Role of enteric glia in intestinal physiology: effects of the gliotoxin fluorocitrate on motor and secretory function

¹Institute for Infection, Immunity and Inflammation, ²Hotchkiss Brain Institute, and ⁵Mucosal Inflammation Research Group, Faculty of Medicine, University of Calgary, Calgary, Alberta, Canada; ³Department of Cell Biology, Physiology and Immunology, Veterinary Faculty, Universitat Autònoma de Barcelona, Barcelona, Spain; and ⁴Department of Human Biology, Technische Universität München, Freising-Weihenstephan, Germany

Submitted 10 February 2006 ; accepted in final form 20 June 2006

The role of enteric glia in gastrointestinal physiology remains largely unexplored.

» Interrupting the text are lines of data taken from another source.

//! Runs a list of shaping jobs with per-job callbacks

use log::{debug, info, warn};
use crate::client::GenerativeClient;
use crate::error::{Error, Result};
use crate::shaper::{ShapeResult, Shaper};

/// One prompt/input pair to shape
#[derive(Debug, Clone, PartialEq, Eq)]
pub struct ShapeJob
{   /// Name reported to callbacks and errors (file path, "-" for stdin)
    pub label: String
  , pub prompt: String
  , pub input: String
}

impl ShapeJob
{   pub fn new(
      label: impl Into<String>
    , prompt: impl Into<String>
    , input: impl Into<String>
    ) -> Self
    {   ShapeJob
        {   label: label.into()
          , prompt: prompt.into()
          , input: input.into()
        }
    }
}

/// Shapes jobs one after another
pub struct Runner<'a, C>
{   shaper: &'a Shaper<C>
}

impl<'a, C: GenerativeClient> Runner<'a, C>
{   pub fn new(shaper: &'a Shaper<C>) -> Self
    {   Runner { shaper }
    }

    /// Shape every job in order
    ///
    /// `on_after` gets `None` for skipped jobs. The first failure stops the
    /// run; jobs already finished keep their results.
    pub async fn run<B, A>(
      &self
    , jobs: &[ShapeJob]
    , mut on_before: B
    , mut on_after: A
    ) -> Result<Vec<ShapeResult>>
    where
      B: FnMut(&str)
    , A: FnMut(&str, Option<&ShapeResult>)
    {   info!("Running {} shaping jobs", jobs.len());
        let mut results = Vec::with_capacity(jobs.len());

        for job in jobs
        {   if job.prompt.is_empty()
            {   warn!("Skipping {}: empty prompt", job.label);
                on_after(&job.label, None);
                continue;
            }

            debug!("Shaping {}", job.label);
            on_before(&job.label);
            let shaped = self.shaper
              .shape_text(&job.prompt, &job.input)
              .await
              .map_err(|e| Error::Job
              {   label: job.label.clone()
                , source: Box::new(e)
              })?;
            on_after(&job.label, Some(&shaped));
            results.push(shaped);
        }
        Ok(results)
    }
}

We examined the actions of the gliotoxin fluorocitrate (FC) on intestinal motility, secretion, and inflammation after assessing its efficacy and specificity in vitro. FC (100 µM) caused a significant decrease in the phosphorylation of the glucose analog 2-[N-(7-nitrobenz-2-oxa-1,3-diaz-4-yl)amino]-2-deoxyglucose in enteric glial cultures and a reduction in glial uptake of the fluorescent dipeptide Ala-Lys-7-amino-4-methylcoumarin-3-acetic acid in both the ileum and colon. Dipeptide uptake by resident murine macrophages or guinea pig myenteric neurons was unaffected by FC. Incubation of isolated guinea pig ileal segments with FC caused a specific and significant increase in glial expression of the phosphorylated form of ERK-1/2. Disruption of enteric glial function with FC in mice reduced small intestinal motility in vitro, including a significant decrease in basal tone and the amplitude of contractility in response to electrical field stimulation. Mice treated with 10 or 20 µmol/kg FC twice daily for 7 days demonstrated a concentration-dependent decrease in small intestinal transit. In contrast, no changes in colonic transit or ion transport in vitro were observed. There were no changes in glial or neuronal morphology, any signs of inflammation in the FC-treated mice, or any change in the number of myenteric nitric oxide synthase-expressing neurons. We conclude that FC treatment causes enteric glial dysfunction, without causing intestinal inflammation. Our data suggest that enteric glia are involved in the modulation of enteric neural circuits underlying the regulation of intestinal motility.

enteric glia; myenteric plexus; colonic ion transport